Mean confidence ratings of Figure 2 replotted as a function of Δ/σ for both the streaming (filled symbols) and masking (unfilled symbols) tasks. Confidence ratings for the masking task have been shifted upward by a constant amount to equate overall difficulty for the two tasks (see text for explanation). The curve shown is the nonlinear, least-squares fit of Equation 5 to the data. The fit accounts for 96% of the total variance in the data.

Discussion

Studies investigating the effects of target-masker similarity on masking have led to conjecture of a complementary relation between auditory streaming and masking, streaming being identified with release from masking (Dau, et al., 2009; Durlach et al., 2003; Kidd et al., 1994, 2002, 2003; Micheyl, Kreft, et al., 2013; Micheyl, Shamma, et al., 2013; Oh and Lutfi, 2000). The results of the present study lend support to this conjecture in showing (a) streaming and masking to be a common function of the information divergence (DKL) of tone sequences and (b) similarity and uncertainty effects to be conflated for both. This was the predicted outcome of a detection-theoretic analysis of listener judgments based on the premise that listeners approach the streaming and masking tasks as would an ideal observer. The agreement of the results with these predictions lends support to this basic premise and reinforces the theoretical approach taken here.

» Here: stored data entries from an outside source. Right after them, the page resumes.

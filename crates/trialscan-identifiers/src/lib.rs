//! Clinical trial registry identifier matching
//!
//! Detects which registry IDs, registry prefixes and registry names a
//! publication mentions:
//! - a fixed catalogue of per-registry patterns (ClinicalTrials.gov,
//!   ChiCTR, EudraCT, ISRCTN, IRCT, CTRI and others)
//! - a matcher returning every hit of a pattern list, or `None`
//! - a per-document scan over all three pattern lists

pub mod catalogue;
pub mod error;
pub mod matcher;
pub mod registry;

pub use catalogue::*;
pub use error::*;
pub use matcher::*;
pub use registry::{find_registry, pattern_sources, Registry, REGISTRIES};
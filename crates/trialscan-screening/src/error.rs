//! Error types for trialscan-screening

use thiserror::Error;

/// Result type alias for screening operations
pub type Result<T> = std::result::Result<T, ScreeningError>;

#[derive(Error, Debug)]
pub enum ScreeningError {
    #[error("I/O error: {0}")]
    Io(String),

    #[error("CSV error: {0}")]
    Csv(String),

    #[error("Invalid document {path}: {message}")]
    InvalidDocument { path: String, message: String },

    #[error("Invalid PubMed record: {0}")]
    InvalidArticle(String),
}

impl From<std::io::Error> for ScreeningError {
    fn from(err: std::io::Error) -> Self {
        ScreeningError::Io(err.to_string())
    }
}

impl From<csv::Error> for ScreeningError {
    fn from(err: csv::Error) -> Self {
        ScreeningError::Csv(err.to_string())
    }
}
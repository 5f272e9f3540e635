//! Adapters between the outside world and the application layer.

pub mod csv;
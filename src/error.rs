use crate::domain::book::Isbn;
use crate::domain::loan::LoanId;
use crate::domain::partner::PartnerId;
use crate::domain::user::UserId;
use miette::Diagnostic;
use thiserror::Error;

#[derive(Error, Diagnostic, Debug)]
pub enum LibraryError {
    #[error("The partner with ID {0} is inactive or does not exist")]
    #[diagnostic(code(library::partner_invalid))]
    PartnerInvalid(PartnerId),

    #[error("Insufficient stock for ISBN '{isbn}'. Available: {available}")]
    #[diagnostic(code(library::insufficient_stock))]
    InsufficientStock { isbn: Isbn, available: i64 },

    #[error("Loan ID {0} not found")]
    #[diagnostic(code(library::loan_not_found))]
    LoanNotFound(LoanId),

    #[error("Loan ID {0} is already returned")]
    #[diagnostic(code(library::already_returned))]
    AlreadyReturned(LoanId),

    #[error("Data consistency error: {0}")]
    #[diagnostic(
        code(library::consistency),
        help("no changes were applied; the request may be retried")
    )]
    Consistency(String),

    #[error("Book with ISBN '{0}' not found")]
    #[diagnostic(code(library::book_not_found))]
    BookNotFound(Isbn),

    #[error("Partner with ID {0} not found")]
    #[diagnostic(code(library::partner_not_found))]
    PartnerNotFound(PartnerId),

    #[error("The ISBN '{0}' already exists in the system")]
    #[diagnostic(code(library::duplicate_isbn))]
    DuplicateIsbn(Isbn),

    #[error("The username '{0}' is already in use")]
    #[diagnostic(code(library::duplicate_username))]
    DuplicateUsername(String),

    #[error("User with ID {0} not found")]
    #[diagnostic(code(library::user_not_found))]
    UserNotFound(UserId),

    #[error("Invalid username or password")]
    #[diagnostic(code(library::invalid_credentials))]
    InvalidCredentials,

    #[error("Validation error: {0}")]
    #[diagnostic(code(library::validation))]
    ValidationError(String),

    #[error("Storage error: {0}")]
    #[diagnostic(code(library::storage))]
    Storage(#[from] sqlx::Error),

    #[error("CSV error: {0}")]
    #[diagnostic(code(library::csv))]
    CsvError(#[from] csv::Error),

    #[error("JSON error: {0}")]
    #[diagnostic(code(library::json))]
    JsonError(#[from] serde_json::Error),

    #[error("Password hashing error: {0}")]
    #[diagnostic(code(library::password_hash))]
    PasswordHash(#[from] bcrypt::BcryptError),

    #[error("IO error: {0}")]
    #[diagnostic(code(library::io))]
    IoError(#[from] std::io::Error),
}

pub type Result<T> = std::result::Result<T, LibraryError>;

The theoretical approach taken here is, to the authors’ knowledge, the first to offer an explicit analytic account of the relation between streaming and masking. It is useful therefore to consider the implications of the analysis for the outcome of past studies that have taken a strictly methodological approach to the problem. We reviewed many of these studies in the introduction and the results generally agree with theory in showing a correspondence of performance in conditions of masking with expectations of perceptual streaming. Still, a simple correspondence provides only weak support. Moreover, only one of these studies complemented the masking results with subjective reports of streaming to confirm the expectations of streaming in the same or similar conditions. The one exception is the study of Micheyl and Oxenham (2010). These authors obtained reports of streaming in a temporal gap discrimination task involving two conditions, one for which perceptual segregation was expected to improve gap discrimination performance, and the other for which it was expected to impair performance. For the data averaged across listeners, the correlation of streaming reports with performance was statistically significant; however, the correlations were quite small. Moreover, for most individual listeners the correlations were not statistically significant due both to the small effect size and the large variability in the individual subject reports. The authors conclude that the correlations could not reliably be used to predict individual discrimination thresholds in their experimental conditions.

A different approach to the problem was taken by Lutfi and Liu (2011) and Richards, Carreira, and Shen (2012). These authors attempted to overcome the variability and bias associated with subjective reports by developing an objective measure of perceptual segregation, one that could be compared directly to measures of detection and discrimination performance in the same conditions without any additional data collection. Their methods differed in details but were the same in principle. The task in both cases was a masking task. Small perturbations were added to target and masker on each presentation along the dimension of the to-be-detected change in the target (object size for Lutfi and Liu and temporal position in a tone sequence for Richards et al.). Decision weights on the target and masker were then estimated from the correspondence between the perturbations and listener’s trial-by-trial response using a regression model (cf. Berg, 1990; Lutfi, 1992). The inference regarding perceptual segregation was based on the decision weight for the masker. If the sign on this value was negative (i.e., different from that for the target), it could only mean that the listener heard the target separately (segregated) from the masker. If it was positive (same as that for target), it could only mean that the listener somehow confused (failed to segregate) target and masker. Using this approach, the authors found, like Micheyl and Oxenham (2010), that not all listeners show the expected correspondence between measured segregation and masking; indeed, some subjects whose masker weight was negative showed as much or even more masking than subjects whose masker weight was positive. Similar results using this method and involving a larger group of subjects have since been reported by Lutfi, Liu, and Stoelinga (2013).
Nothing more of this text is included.